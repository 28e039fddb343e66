//! Response normalization
//!
//! The backend is inconsistent about envelopes: some list endpoints return a
//! bare array, some `{data: [...]}`, some `{data: {data: [...]}}`, with the
//! pagination block at either level. Everything is folded into
//! [`ApiResponse`] here so nothing above this module sees the difference.

use partnerhub_domain::{ApiResponse, Pagination, PartnerHubError, Result};
use serde::de::DeserializeOwned;
use serde::Deserialize;
use serde_json::{Map, Value};

/// Pagination as sent by the backend; some endpoints use `page` instead of
/// `offset`
#[derive(Debug, Default, Deserialize)]
#[serde(default)]
struct RawPagination {
    limit: u32,
    offset: Option<u32>,
    page: Option<u32>,
    total: u64,
}

impl From<RawPagination> for Pagination {
    fn from(raw: RawPagination) -> Self {
        let offset = raw.offset.unwrap_or_else(|| {
            raw.page.map_or(0, |page| page.saturating_sub(1).saturating_mul(raw.limit))
        });
        Self { limit: raw.limit, offset, total: raw.total }
    }
}

/// Fold any supported list envelope into an [`ApiResponse`]
///
/// # Errors
/// - `Request` if the envelope reports `success: false`
/// - `InvalidResponse` for any other shape, or rows that do not deserialize
pub fn normalize_list<T: DeserializeOwned>(body: Value) -> Result<ApiResponse<T>> {
    match body {
        Value::Array(items) => Ok(ApiResponse::ok(rows(items)?, None)),
        Value::Object(mut envelope) => {
            reject_unsuccessful(&envelope)?;
            let outer_pagination = pagination(envelope.remove("pagination"))?;

            match envelope.remove("data") {
                Some(Value::Array(items)) => Ok(ApiResponse::ok(rows(items)?, outer_pagination)),
                Some(Value::Object(mut inner)) => match inner.remove("data") {
                    Some(Value::Array(items)) => {
                        let pagination = pagination(inner.remove("pagination"))?.or(outer_pagination);
                        Ok(ApiResponse::ok(rows(items)?, pagination))
                    }
                    _ => Err(unexpected("`data` object without a `data` array")),
                },
                Some(_) => Err(unexpected("`data` is neither an array nor an object")),
                None => Err(unexpected("object without `data`")),
            }
        }
        Value::Null => Err(unexpected("empty body")),
        _ => Err(unexpected("scalar body")),
    }
}

/// Unwrap a single-record envelope (`{data: {...}}`, `{data: {data: {...}}}`
/// or the bare record)
///
/// # Errors
/// - `Request` if the envelope reports `success: false`
/// - `InvalidResponse` if the record does not deserialize
pub fn normalize_item<T: DeserializeOwned>(body: Value) -> Result<T> {
    let mut record = body;
    for _ in 0..2 {
        match record {
            Value::Object(mut envelope) if envelope.contains_key("data") => {
                reject_unsuccessful(&envelope)?;
                record = envelope.remove("data").unwrap_or(Value::Null);
            }
            other => {
                record = other;
                break;
            }
        }
    }
    serde_json::from_value(record)
        .map_err(|e| PartnerHubError::InvalidResponse(format!("unexpected record shape: {e}")))
}

fn rows<T: DeserializeOwned>(items: Vec<Value>) -> Result<Vec<T>> {
    serde_json::from_value(Value::Array(items))
        .map_err(|e| PartnerHubError::InvalidResponse(format!("unexpected row shape: {e}")))
}

fn pagination(value: Option<Value>) -> Result<Option<Pagination>> {
    match value {
        None | Some(Value::Null) => Ok(None),
        Some(value) => serde_json::from_value::<RawPagination>(value)
            .map(|raw| Some(raw.into()))
            .map_err(|e| PartnerHubError::InvalidResponse(format!("unexpected pagination: {e}"))),
    }
}

fn reject_unsuccessful(envelope: &Map<String, Value>) -> Result<()> {
    if envelope.get("success") != Some(&Value::Bool(false)) {
        return Ok(());
    }
    let message = envelope
        .get("error")
        .or_else(|| envelope.get("message"))
        .and_then(Value::as_str)
        .unwrap_or("request was not successful")
        .to_string();
    Err(PartnerHubError::Request { status: 200, message })
}

fn unexpected(what: &str) -> PartnerHubError {
    PartnerHubError::InvalidResponse(format!("unsupported list envelope: {what}"))
}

────

- Activity -
Show a copy of each line from the records above in which the string "remove" occurs.

- Answer to this exercise -
            let outer_pagination = pagination(envelope.remove("pagination"))?;
            match envelope.remove("data") {
                Some(Value::Object(mut inner)) => match inner.remove("data") {
                        let pagination = pagination(inner.remove("pagination"))?.or(outer_pagination);
                record = envelope.remove("data").unwrap_or(Value::Null);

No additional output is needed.